25Les définitions qui figurent en vis-à-vis de chaque terme sont empruntées en partie à des encyclopédies chinoises, tandis que pour les termes vernaculaires et les lectures japonaises des caractères chinois, l’auteur se réfère à différents dictionnaires et lexiques qui étaient en usage depuis des siècles au Japon : le Shinsen jikyô 新 撰字鏡 (circa 898-901), le Wamyô ruiju-shô 和名類聚抄 (circa 931-938), l’Ainô-shô 土蓋囊鈔 (1446), le Kagaku-shû 下学集(1444) et le Setsuyô-shû 節用集 (fin xve s.). Certains de ces dictionnaires – en particulier le Wamyô ruiju-shô – avaient pour caractéristique de présenter un classement thématique proche de celui adopté par le Kinmô zui.

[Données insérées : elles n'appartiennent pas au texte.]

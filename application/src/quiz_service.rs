use crate::timer::{SessionTimer, TICK_PERIOD};
use domain::{
    AnswerContext, Question, QuestionSource, QuizError, QuizResult, QuizResults, QuizSession,
    QuizState, SessionId, Submission,
};
use shared::telemetry::Stopwatch;
use std::time::Duration;
use tokio::sync::watch;

/// A pending initial-question request.
#[derive(Debug, Clone, PartialEq, Eq)]
pub struct StartTicket {
    epoch: u64,
    topic: String,
}

impl StartTicket {
    pub fn topic(&self) -> &str {
        &self.topic
    }
}

/// A pending follow-up request.
#[derive(Debug, Clone, PartialEq, Eq)]
pub struct NextTicket {
    epoch: u64,
    context: AnswerContext,
}

impl NextTicket {
    pub fn context(&self) -> &AnswerContext {
        &self.context
    }
}

/// Whether a finished request changed the session.
#[derive(Debug, Clone, Copy, PartialEq, Eq)]
pub enum Applied {
    Applied,
    /// Superseded by a later request; the response was dropped.
    Stale,
}

#[derive(Debug, Clone, PartialEq)]
pub enum AnswerOutcome {
    /// No question was waiting for an answer, or a request is still pending.
    Ignored,
    Advanced { correct: bool },
    Completed { correct: bool, results: QuizResults },
}

/// Drives one quiz attempt at a time against a [`QuestionSource`].
///
/// Every request is issued under an epoch. Starting, or issuing another
/// request, bumps the epoch, and a response carrying an older epoch is
/// discarded without touching state.
pub struct QuizService<S> {
    source: S,
    session: QuizSession,
    stopwatch: Option<Stopwatch>,
    timer: Option<SessionTimer>,
    epoch: u64,
    loading: bool,
    tick_period: Duration,
}

impl<S: QuestionSource> QuizService<S> {
    pub fn new(source: S) -> Self {
        Self::with_tick_period(source, TICK_PERIOD)
    }

    pub fn with_tick_period(source: S, tick_period: Duration) -> Self {
        Self {
            source,
            session: QuizSession::idle(),
            stopwatch: None,
            timer: None,
            epoch: 0,
            loading: false,
            tick_period,
        }
    }

    pub fn source(&self) -> &S {
        &self.source
    }

    pub fn session(&self) -> &QuizSession {
        &self.session
    }

    pub fn state(&self) -> &QuizState {
        self.session.state()
    }

    pub fn topic(&self) -> &str {
        self.session.topic()
    }

    pub fn score(&self) -> usize {
        self.session.score()
    }

    pub fn questions_answered(&self) -> usize {
        self.session.questions_answered()
    }

    pub fn current_question(&self) -> Option<&Question> {
        self.session.current_question()
    }

    pub fn is_loading(&self) -> bool {
        self.loading
    }

    pub fn is_complete(&self) -> bool {
        self.session.is_complete()
    }

    /// Live while the session runs, frozen once it completes.
    pub fn elapsed(&self) -> Duration {
        self.stopwatch.map(|sw| sw.elapsed()).unwrap_or_default()
    }

    pub fn results(&self) -> Option<QuizResults> {
        self.session.results()
    }

    /// Elapsed-seconds ticks of the running session.
    pub fn ticks(&self) -> Option<watch::Receiver<u64>> {
        self.timer.as_ref().map(SessionTimer::subscribe)
    }

    pub fn timer_running(&self) -> bool {
        self.timer.as_ref().is_some_and(SessionTimer::is_running)
    }

    /// Starts a new attempt on `topic`. On failure the previous session is left as it was.
    pub async fn start(&mut self, topic: &str) -> QuizResult<()> {
        let ticket = self.begin_start(topic)?;
        let result = self.source.fetch_initial(ticket.topic()).await;
        self.finish_start(ticket, result).map(|_| ())
    }

    pub fn begin_start(&mut self, topic: &str) -> QuizResult<StartTicket> {
        let topic = topic.trim();
        if topic.is_empty() {
            return Err(QuizError::UserInput("Please enter a topic to start the quiz.".to_string()));
        }
        self.epoch += 1;
        self.loading = true;
        tracing::debug!(epoch = self.epoch, topic, "requesting initial question");
        Ok(StartTicket {
            epoch: self.epoch,
            topic: topic.to_string(),
        })
    }

    /// Starts the session timer on success, so it must be called from within
    /// a tokio runtime.
    pub fn finish_start(&mut self, ticket: StartTicket, result: QuizResult<Question>) -> QuizResult<Applied> {
        if ticket.epoch != self.epoch {
            tracing::debug!(epoch = ticket.epoch, current = self.epoch, "dropping stale initial question");
            return Ok(Applied::Stale);
        }
        self.loading = false;
        let question = result.map_err(|e| {
            tracing::warn!(topic = %ticket.topic, kind = e.kind(), error = %e, "failed to start quiz");
            e
        })?;

        if let Some(mut timer) = self.timer.take() {
            timer.stop();
        }
        let id = SessionId(ticket.epoch);
        self.session = QuizSession::begin(id, ticket.topic, question);
        let stopwatch = Stopwatch::start();
        self.stopwatch = Some(stopwatch);
        self.timer = Some(SessionTimer::start(stopwatch, self.tick_period));
        tracing::info!(session = %id, topic = %self.session.topic(), "quiz started");
        Ok(Applied::Applied)
    }

    /// Scores `option` and, unless that was the final answer, fetches the next question.
    ///
    /// When the fetch fails the answer stays recorded and [`retry_next`](Self::retry_next)
    /// can be used to try again.
    pub async fn submit_answer(&mut self, option: &str) -> QuizResult<AnswerOutcome> {
        if self.loading {
            return Ok(AnswerOutcome::Ignored);
        }
        let stopwatch = &mut self.stopwatch;
        let submission = self
            .session
            .submit(option, || stopwatch.as_mut().map(Stopwatch::freeze).unwrap_or_default());

        match submission {
            Submission::Ignored => Ok(AnswerOutcome::Ignored),
            Submission::Finished { correct, results } => {
                if let Some(mut timer) = self.timer.take() {
                    timer.stop();
                }
                tracing::info!(
                    session = %self.session.id(),
                    score = %results.score,
                    elapsed = results.elapsed_time,
                    "quiz complete"
                );
                Ok(AnswerOutcome::Completed { correct, results })
            }
            Submission::Continue { correct, .. } => {
                tracing::debug!(
                    session = %self.session.id(),
                    correct,
                    answered = self.session.questions_answered(),
                    "answer recorded"
                );
                self.fetch_next().await?;
                Ok(AnswerOutcome::Advanced { correct })
            }
        }
    }

    /// Re-requests the follow-up question after a failed fetch.
    pub async fn retry_next(&mut self) -> QuizResult<()> {
        self.fetch_next().await.map(|_| ())
    }

    async fn fetch_next(&mut self) -> QuizResult<Applied> {
        let ticket = self.begin_next()?;
        let result = self.source.fetch_next(ticket.context()).await;
        self.finish_next(ticket, result)
    }

    /// Refused while another request is outstanding, so a retry cannot
    /// supersede a pending restart.
    pub fn begin_next(&mut self) -> QuizResult<NextTicket> {
        if self.loading {
            return Err(QuizError::UserInput("A request is already in progress.".to_string()));
        }
        let context = self
            .session
            .pending_context()
            .cloned()
            .ok_or_else(|| QuizError::UserInput("No answer is waiting for a next question.".to_string()))?;
        self.epoch += 1;
        self.loading = true;
        Ok(NextTicket {
            epoch: self.epoch,
            context,
        })
    }

    pub fn finish_next(&mut self, ticket: NextTicket, result: QuizResult<Question>) -> QuizResult<Applied> {
        if ticket.epoch != self.epoch {
            tracing::debug!(
                epoch = ticket.epoch,
                current = self.epoch,
                state = self.session.state().name(),
                "dropping stale next question"
            );
            return Ok(Applied::Stale);
        }
        self.loading = false;
        let question = result.map_err(|e| {
            tracing::warn!(session = %self.session.id(), kind = e.kind(), error = %e, "failed to fetch next question");
            e
        })?;
        if self.session.advance(question) {
            Ok(Applied::Applied)
        } else {
            Ok(Applied::Stale)
        }
    }
}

26Le Kinmô zui relève donc essentiellement d’un travail de compilation de multiples sources lexicographiques, mais sa grande nouveauté, et la clé de son succès, résident dans la mise en relation systématique des termes qui constituent le vocabulaire de base et leur représentation graphique. Cet ouvrage comporte environ mille cinq cents entrées et réunit un vocabulaire de quelque cinq mille mots : pour chaque caractère sont donnés en effet une lecture à la chinoise et généralement une lecture japonaise, ainsi qu’un ou plusieurs mots dérivés ou connexes. Ainsi à l’entrée sho 書 (livre) trouve-t-on d’abord la lecture japonaise fumi, puis un terme générique synonyme du premier, hon 本, puis des termes spécifiques comme kanjiku 巻軸 (rouleau) et son équivalent japonais makibumi, ôkan 横卷 (rouleau horizontal), qui est donné comme un synonyme du précédent, et enfin sakushi 冊子 (livre broché), auquel correspond le terme japonais tojifumi. Pour une seule entrée, pas moins de huit termes sont ainsi proposés, selon le principe du rapprochement lexical. L’illustration elle-même montre trois formes de livres : le volumen, le codex et le livre rangé dans un étui (fig. 45).

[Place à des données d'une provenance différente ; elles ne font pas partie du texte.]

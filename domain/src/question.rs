use crate::error::{QuizError, QuizResult};
use serde::{Deserialize, Serialize};

pub const OPTIONS_PER_QUESTION: usize = 4;

/// A multiple-choice question as produced by the question service.
#[derive(Debug, Clone, PartialEq, Eq, Serialize, Deserialize)]
pub struct Question {
    pub question: String,
    pub options: Vec<String>,
    pub answer: String,
    #[serde(default, skip_serializing_if = "Option::is_none")]
    pub explanation: Option<String>,
}

/// Context sent with a follow-up request so the service can adapt difficulty.
#[derive(Debug, Clone, PartialEq, Eq, Serialize, Deserialize)]
pub struct AnswerContext {
    pub user_answer: String,
    pub previous_question: String,
    pub response_correct: bool,
    pub topic: String,
}

// Every field optional so a missing key is reported as a validation failure
// with a useful message instead of a bare serde error.
#[derive(Deserialize)]
struct RawQuestion {
    question: Option<String>,
    options: Option<Vec<String>>,
    answer: Option<String>,
    explanation: Option<String>,
}

impl Question {
    /// Parses and validates a response body.
    pub fn from_json(body: &str) -> QuizResult<Self> {
        let raw: RawQuestion = serde_json::from_str(body)
            .map_err(|e| QuizError::Validation(format!("response is not a question object: {}", e)))?;

        let question = Question {
            question: raw
                .question
                .ok_or_else(|| QuizError::Validation("missing field `question`".to_string()))?,
            options: raw
                .options
                .ok_or_else(|| QuizError::Validation("missing field `options`".to_string()))?,
            answer: raw
                .answer
                .ok_or_else(|| QuizError::Validation("missing field `answer`".to_string()))?,
            explanation: raw.explanation.filter(|e| !e.trim().is_empty()),
        };
        question.validate()?;
        Ok(question)
    }

    pub fn validate(&self) -> QuizResult<()> {
        if self.question.trim().is_empty() {
            return Err(QuizError::Validation("question text is empty".to_string()));
        }
        if self.options.len() != OPTIONS_PER_QUESTION {
            return Err(QuizError::Validation(format!(
                "expected {} options, got {}",
                OPTIONS_PER_QUESTION,
                self.options.len()
            )));
        }
        for (i, option) in self.options.iter().enumerate() {
            if self.options[..i].contains(option) {
                return Err(QuizError::Validation(format!("duplicate option `{}`", option)));
            }
        }
        if !self.options.contains(&self.answer) {
            return Err(QuizError::Validation(format!(
                "answer `{}` is not one of the options",
                self.answer
            )));
        }
        Ok(())
    }

    /// Byte-exact comparison against the expected answer.
    pub fn is_correct(&self, option: &str) -> bool {
        option == self.answer
    }
}
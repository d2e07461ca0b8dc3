pub mod confirmation;
pub mod logging;
pub mod telemetry;
pub mod types;
pub mod utils;
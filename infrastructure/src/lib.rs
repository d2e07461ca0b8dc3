pub mod config;
pub mod question_client;
use colored::Colorize;
use domain::{Question, QuizError, QuizResults, QUESTIONS_PER_QUIZ};
use shared::utils::format_time;

pub fn status_line(score: usize, elapsed_secs: u64) -> String {
    format!(
        "Score: {}/{}   Time: {}",
        score,
        QUESTIONS_PER_QUIZ,
        format_time(elapsed_secs)
    )
}

pub fn question_heading(answered: usize) -> String {
    format!("Question {} of {}", answered + 1, QUESTIONS_PER_QUIZ)
}

/// Feedback shown right after an answer is scored.
pub fn answer_feedback(question: &Question, selected: &str) -> Vec<String> {
    let mut lines = Vec::new();
    if question.is_correct(selected) {
        lines.push("Correct!".green().bold().to_string());
    } else {
        lines.push(format!("{} Correct answer: {}", "Incorrect.".red().bold(), question.answer.green()));
    }
    if let Some(explanation) = &question.explanation {
        lines.push(explanation.dimmed().to_string());
    }
    lines
}

pub fn results_summary(results: &QuizResults) -> Vec<String> {
    let mut lines = vec![
        "Quiz Complete!".bold().to_string(),
        format!("Final Score: {} ({}%)", results.score, results.percentage()),
        format!("Time taken: {} seconds", results.elapsed_secs_rounded()),
        String::new(),
        "Question Details:".bold().to_string(),
    ];
    for (i, detail) in results.details.iter().enumerate() {
        lines.push(format!("Question {}: {}", i + 1, detail.question));
        let answer = format!("  Your answer: {}", detail.user_answer);
        if detail.is_correct() {
            lines.push(answer.green().to_string());
        } else {
            lines.push(answer.red().to_string());
            lines.push(format!("  Correct answer: {}", detail.correct_answer).green().to_string());
        }
    }
    lines
}

pub fn error_notice(err: &QuizError) -> String {
    let headline = match err {
        QuizError::Validation(_) => "The question service sent an unusable question.",
        QuizError::Network(_) => "Could not reach the question service.",
        QuizError::UserInput(_) => "Check your input.",
    };
    format!("{} {}", headline.red().bold(), err.to_string().red())
}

27Bien que destiné aux enfants, le Kinmô zui dépasse donc largement le niveau des connaissances élémentaires. Au fil des éditions, la nature des entrées varia relativement peu, hormis des ajouts (environ 20 %18), dont un chapitre supplémentaire de cinquante-deux entrées sur les divinités et les patriarches du bouddhisme en 1695, qui est probablement à mettre en relation avec la publication en 1690 du Butsuzô zui 仏像図某 (Répertoire des effigies bouddhiques), un célèbre catalogue illustré du panthéon bouddhique.

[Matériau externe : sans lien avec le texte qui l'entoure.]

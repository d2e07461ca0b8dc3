//! Fixtures shared by the integration tests.

use domain::{AnswerContext, Question, QuestionSource, QuizError, QuizResult};
use std::collections::VecDeque;
use std::sync::Mutex;

pub fn question(text: &str, options: [&str; 4], answer: &str) -> Question {
    Question {
        question: text.to_string(),
        options: options.iter().map(|o| o.to_string()).collect(),
        answer: answer.to_string(),
        explanation: None,
    }
}

/// `n`-th generated question; the correct answer is always `"right"`.
pub fn numbered(n: usize) -> Question {
    question(&format!("Question number {}", n), ["right", "wrong", "other", "none"], "right")
}

#[derive(Debug, Clone, PartialEq)]
pub enum Call {
    Initial(String),
    Next(AnswerContext),
}

/// Question source that replays a script of responses and records every call.
#[derive(Default)]
pub struct ScriptedSource {
    responses: Mutex<VecDeque<QuizResult<Question>>>,
    calls: Mutex<Vec<Call>>,
}

impl ScriptedSource {
    pub fn new(responses: impl IntoIterator<Item = QuizResult<Question>>) -> Self {
        Self {
            responses: Mutex::new(responses.into_iter().collect()),
            calls: Mutex::new(Vec::new()),
        }
    }

    /// A source that serves `count` valid questions in order.
    pub fn serving(count: usize) -> Self {
        Self::new((0..count).map(|n| Ok(numbered(n))))
    }

    pub fn push(&self, response: QuizResult<Question>) {
        self.responses.lock().unwrap().push_back(response);
    }

    pub fn calls(&self) -> Vec<Call> {
        self.calls.lock().unwrap().clone()
    }

    fn next_response(&self, call: Call) -> QuizResult<Question> {
        self.calls.lock().unwrap().push(call);
        self.responses
            .lock()
            .unwrap()
            .pop_front()
            .unwrap_or_else(|| Err(QuizError::Network("script exhausted".to_string())))
    }
}

impl QuestionSource for ScriptedSource {
    async fn fetch_initial(&self, topic: &str) -> QuizResult<Question> {
        self.next_response(Call::Initial(topic.to_string()))
    }

    async fn fetch_next(&self, context: &AnswerContext) -> QuizResult<Question> {
        self.next_response(Call::Next(context.clone()))
    }
}
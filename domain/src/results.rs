use crate::session::HistoryEntry;
use serde::{Deserialize, Serialize};
use std::time::Duration;

#[derive(Debug, Clone, PartialEq, Serialize, Deserialize)]
pub struct QuestionDetail {
    pub question: String,
    pub correct_answer: String,
    pub user_answer: String,
}

impl QuestionDetail {
    pub fn is_correct(&self) -> bool {
        self.user_answer == self.correct_answer
    }
}

/// Summary of a finished session. Derived from history, never edited directly.
#[derive(Debug, Clone, PartialEq, Serialize, Deserialize)]
pub struct QuizResults {
    pub total_questions: usize,
    pub correct_answers: usize,
    pub score: String,
    /// Seconds between start and completion.
    pub elapsed_time: f64,
    pub details: Vec<QuestionDetail>,
}

impl QuizResults {
    pub fn compute(history: &[HistoryEntry], elapsed: Duration) -> Self {
        let total_questions = history.len();
        let correct_answers = history.iter().filter(|entry| entry.is_correct()).count();
        Self {
            total_questions,
            correct_answers,
            score: format!("{}/{}", correct_answers, total_questions),
            elapsed_time: elapsed.as_secs_f64(),
            details: history
                .iter()
                .map(|entry| QuestionDetail {
                    question: entry.question.clone(),
                    correct_answer: entry.correct_answer.clone(),
                    user_answer: entry.user_answer.clone(),
                })
                .collect(),
        }
    }

    pub fn percentage(&self) -> u32 {
        if self.total_questions == 0 {
            return 0;
        }
        (self.correct_answers as f64 / self.total_questions as f64 * 100.0).round() as u32
    }

    pub fn elapsed_secs_rounded(&self) -> u64 {
        self.elapsed_time.round() as u64
    }
}
use thiserror::Error;

pub type QuizResult<T> = Result<T, QuizError>;

/// Failures surfaced to the user. None of them end the process.
#[derive(Debug, Clone, PartialEq, Eq, Error)]
pub enum QuizError {
    /// Malformed or incomplete question payload.
    #[error("Invalid question received: {0}")]
    Validation(String),

    /// Transport failure or a non-success status from the question service.
    #[error("Network error: {0}")]
    Network(String),

    #[error("{0}")]
    UserInput(String),
}

impl QuizError {
    pub fn kind(&self) -> &'static str {
        match self {
            QuizError::Validation(_) => "validation",
            QuizError::Network(_) => "network",
            QuizError::UserInput(_) => "user_input",
        }
    }
}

28Il est intéressant de remarquer que ce chiffre de mille cinq cents caractères principaux n’est pas très éloigné de celui des caractères d’usage courant définis pour l’enseignement après la Seconde Guerre mondiale par le ministère de l’Éducation (liste de mille huit cent cinquante « caractères pour l’usage présent » ou tôyô kanji établie en 1946), même si leur nature est évidemment en partie différente. En effet, dans l’édition de 1666 du Kinmô zui, environ 45 % des entrées (668) sont consacrées aux animaux et aux plantes, ce qui en fait la plus ancienne encyclopédie japonaise sur la faune et la flore.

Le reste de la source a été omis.